### What needs to be done
Supply the number of lines in the listing below in which the word "String" occurs, and nothing else.
--- Records shown Enclosed Below ---
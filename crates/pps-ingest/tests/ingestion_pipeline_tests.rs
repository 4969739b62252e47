//! End-to-end orchestrator tests
//!
//! Exercise one full ingestion attempt against an in-memory object store,
//! a fixed postcode store and a mocked dataset endpoint: dedup gate,
//! enrichment, chunked export, hash marker lifecycle.

mod common;

use std::sync::Arc;

use tokio_util::sync::CancellationToken;
use wiremock::matchers::{method, path};
use wiremock::{Mock, MockServer, ResponseTemplate};

use common::{MemoryStore, StaticPostcodeStore};
use pps_common::hashing::content_hash;
use pps_ingest::pricepaid::download::DatasetSource;
use pps_ingest::pricepaid::export::ExportKind;
use pps_ingest::pricepaid::store::{chunk_name, marker_name, DatasetStore};
use pps_ingest::pricepaid::{DatasetSelector, IngestOutcome, IngestionOrchestrator};

const HEADER: &str = "transaction_id,price,date_of_transfer,postcode,property_type,new_build,duration,paon,saon,street,locality,town,district,county";

fn dataset(rows: &[&str]) -> String {
    let mut text = String::from(HEADER);
    for row in rows {
        text.push('\n');
        text.push_str(row);
    }
    text
}

fn three_row_dataset() -> String {
    dataset(&[
        r#"{T1},285000,2024-03-01,SW1A 1AA,D,N,F,12,,Downing Street,,LONDON,WESTMINSTER,GREATER LONDON"#,
        r#"{T2},145000,2024-03-02,,,N,L,30,FLAT 3,Oxford Road,,MANCHESTER,MANCHESTER,GREATER MANCHESTER"#,
        r#"{T3},99500,2024-03-03,ZZ9 9ZZ,T,Y,F,1,,,,YORK,YORK,NORTH YORKSHIRE"#,
    ])
}

async fn mount_dataset(server: &MockServer, body: String) {
    Mock::given(method("GET"))
        .and(path("/pp-monthly-update-new-version.csv"))
        .respond_with(ResponseTemplate::new(200).set_body_bytes(body.into_bytes()))
        .mount(server)
        .await;
}

fn orchestrator(
    server: &MockServer,
    store: Arc<MemoryStore>,
    export: ExportKind,
) -> IngestionOrchestrator<MemoryStore, StaticPostcodeStore> {
    let postcodes = StaticPostcodeStore::new(&[("SW1A 1AA", 51.501, -0.141)]);
    IngestionOrchestrator::new(
        DatasetSource::new(server.uri()).unwrap(),
        DatasetStore::new(store),
        postcodes,
        export,
    )
}

#[tokio::test]
async fn test_ingest_completes_then_short_circuits() {
    let server = MockServer::start().await;
    let payload = three_row_dataset();
    mount_dataset(&server, payload.clone()).await;

    let store = Arc::new(MemoryStore::default());
    let orchestrator = orchestrator(&server, Arc::clone(&store), ExportKind::Csv);
    let cancel = CancellationToken::new();

    let expected_hash = content_hash(payload.as_bytes());

    let first = orchestrator
        .run(DatasetSelector::LatestMonth, &cancel)
        .await
        .unwrap();
    assert_eq!(
        first,
        IngestOutcome::Completed {
            hash: expected_hash.clone(),
            rows: 3
        }
    );

    assert!(store.object(&chunk_name(&expected_hash, 0, "csv")).is_some());
    assert_eq!(store.object(&marker_name(&expected_hash)), Some(Vec::new()));
    let objects_after_first = store.object_count();

    let second = orchestrator
        .run(DatasetSelector::LatestMonth, &cancel)
        .await
        .unwrap();
    assert_eq!(second, IngestOutcome::NothingToDo { hash: expected_hash });

    // The short-circuited run wrote nothing further.
    assert_eq!(store.object_count(), objects_after_first);
}

#[tokio::test]
async fn test_enriched_chunk_content() {
    let server = MockServer::start().await;
    mount_dataset(&server, three_row_dataset()).await;

    let store = Arc::new(MemoryStore::default());
    let orchestrator = orchestrator(&server, Arc::clone(&store), ExportKind::Csv);

    let outcome = orchestrator
        .run(DatasetSelector::LatestMonth, &CancellationToken::new())
        .await
        .unwrap();
    let IngestOutcome::Completed { hash, .. } = outcome else {
        panic!("expected a completed ingestion");
    };

    let chunk = store.object(&chunk_name(&hash, 0, "csv")).unwrap();
    let chunk = String::from_utf8(chunk).unwrap();
    let lines: Vec<&str> = chunk.lines().collect();

    // Header plus the three rows, in input order.
    assert_eq!(lines.len(), 4);
    assert!(lines[0].starts_with("TransactionId,"));
    assert!(lines[1].starts_with("\"{T1}\""));
    assert!(lines[2].starts_with("\"{T2}\""));
    assert!(lines[3].starts_with("\"{T3}\""));

    // Resolved postcode carries the embedded geo JSON; the row without a
    // postcode and the unknown postcode both end with an empty geo cell.
    assert!(lines[1].ends_with(r#""{""type"":""Point"",""coordinates"":[-0.141,51.501]}""#));
    assert!(lines[2].ends_with(r#","""#));
    assert!(lines[3].ends_with(r#","""#));
}

#[tokio::test]
async fn test_json_export_produces_json_chunks() {
    let server = MockServer::start().await;
    mount_dataset(&server, three_row_dataset()).await;

    let store = Arc::new(MemoryStore::default());
    let orchestrator = orchestrator(&server, Arc::clone(&store), ExportKind::Json);

    let outcome = orchestrator
        .run(DatasetSelector::LatestMonth, &CancellationToken::new())
        .await
        .unwrap();
    let IngestOutcome::Completed { hash, .. } = outcome else {
        panic!("expected a completed ingestion");
    };

    let chunk = store.object(&chunk_name(&hash, 0, "json")).unwrap();
    let rows: serde_json::Value = serde_json::from_slice(&chunk).unwrap();
    let rows = rows.as_array().unwrap();

    assert_eq!(rows.len(), 3);
    assert_eq!(rows[0]["TransactionId"], "{T1}");
    assert_eq!(rows[0]["Geo"]["coordinates"][0], -0.141);
    assert!(rows[1].get("PostCode").is_none());
    assert!(rows[1].get("Geo").is_none());
}

#[tokio::test]
async fn test_changed_upstream_bytes_are_a_new_dataset() {
    let server = MockServer::start().await;
    let first_payload = three_row_dataset();
    mount_dataset(&server, first_payload.clone()).await;

    let store = Arc::new(MemoryStore::default());
    let orchestrator = orchestrator(&server, Arc::clone(&store), ExportKind::Csv);
    let cancel = CancellationToken::new();

    orchestrator
        .run(DatasetSelector::LatestMonth, &cancel)
        .await
        .unwrap();

    // Upstream republishes with one extra row: a different hash, a fully
    // separate ingestion.
    let second_payload = dataset(&[
        r#"{T1},285000,2024-03-01,SW1A 1AA,D,N,F,12,,Downing Street,,LONDON,WESTMINSTER,GREATER LONDON"#,
        r#"{T4},410000,2024-04-01,SW1A 1AA,S,N,F,14,,Downing Street,,LONDON,WESTMINSTER,GREATER LONDON"#,
    ]);
    server.reset().await;
    mount_dataset(&server, second_payload.clone()).await;

    let outcome = orchestrator
        .run(DatasetSelector::LatestMonth, &cancel)
        .await
        .unwrap();
    assert_eq!(
        outcome,
        IngestOutcome::Completed {
            hash: content_hash(second_payload.as_bytes()),
            rows: 2
        }
    );

    // Both datasets are now marked.
    assert!(store
        .object(&marker_name(&content_hash(first_payload.as_bytes())))
        .is_some());
    assert!(store
        .object(&marker_name(&content_hash(second_payload.as_bytes())))
        .is_some());
}

#[tokio::test]
async fn test_download_failure_writes_nothing() {
    let server = MockServer::start().await;
    Mock::given(method("GET"))
        .and(path("/pp-monthly-update-new-version.csv"))
        .respond_with(ResponseTemplate::new(503))
        .mount(&server)
        .await;

    let store = Arc::new(MemoryStore::default());
    let orchestrator = orchestrator(&server, Arc::clone(&store), ExportKind::Csv);

    let result = orchestrator
        .run(DatasetSelector::LatestMonth, &CancellationToken::new())
        .await;

    assert!(result.is_err());
    assert_eq!(store.object_count(), 0);
}

#[tokio::test]
async fn test_malformed_row_aborts_before_any_write() {
    let server = MockServer::start().await;
    let payload = dataset(&[
        r#"{T1},285000,2024-03-01,SW1A 1AA,D,N,F,12,,,,LONDON,WESTMINSTER,GREATER LONDON"#,
        r#"{T2},not-a-price,2024-03-02,,,N,L,30,,,,LEEDS,LEEDS,WEST YORKSHIRE"#,
    ]);
    mount_dataset(&server, payload).await;

    let store = Arc::new(MemoryStore::default());
    let orchestrator = orchestrator(&server, Arc::clone(&store), ExportKind::Csv);

    let result = orchestrator
        .run(DatasetSelector::LatestMonth, &CancellationToken::new())
        .await;

    assert!(result.is_err());
    assert_eq!(store.object_count(), 0);
}

#[tokio::test]
async fn test_cancellation_aborts_attempt_without_writes() {
    let server = MockServer::start().await;
    mount_dataset(&server, three_row_dataset()).await;

    let store = Arc::new(MemoryStore::default());
    let orchestrator = orchestrator(&server, Arc::clone(&store), ExportKind::Csv);

    let cancel = CancellationToken::new();
    cancel.cancel();

    let result = orchestrator.run(DatasetSelector::LatestMonth, &cancel).await;

    assert!(result.is_err());
    assert_eq!(store.object_count(), 0);
}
--- End of Enclosed Records shown ---
### Solution for this exercise
5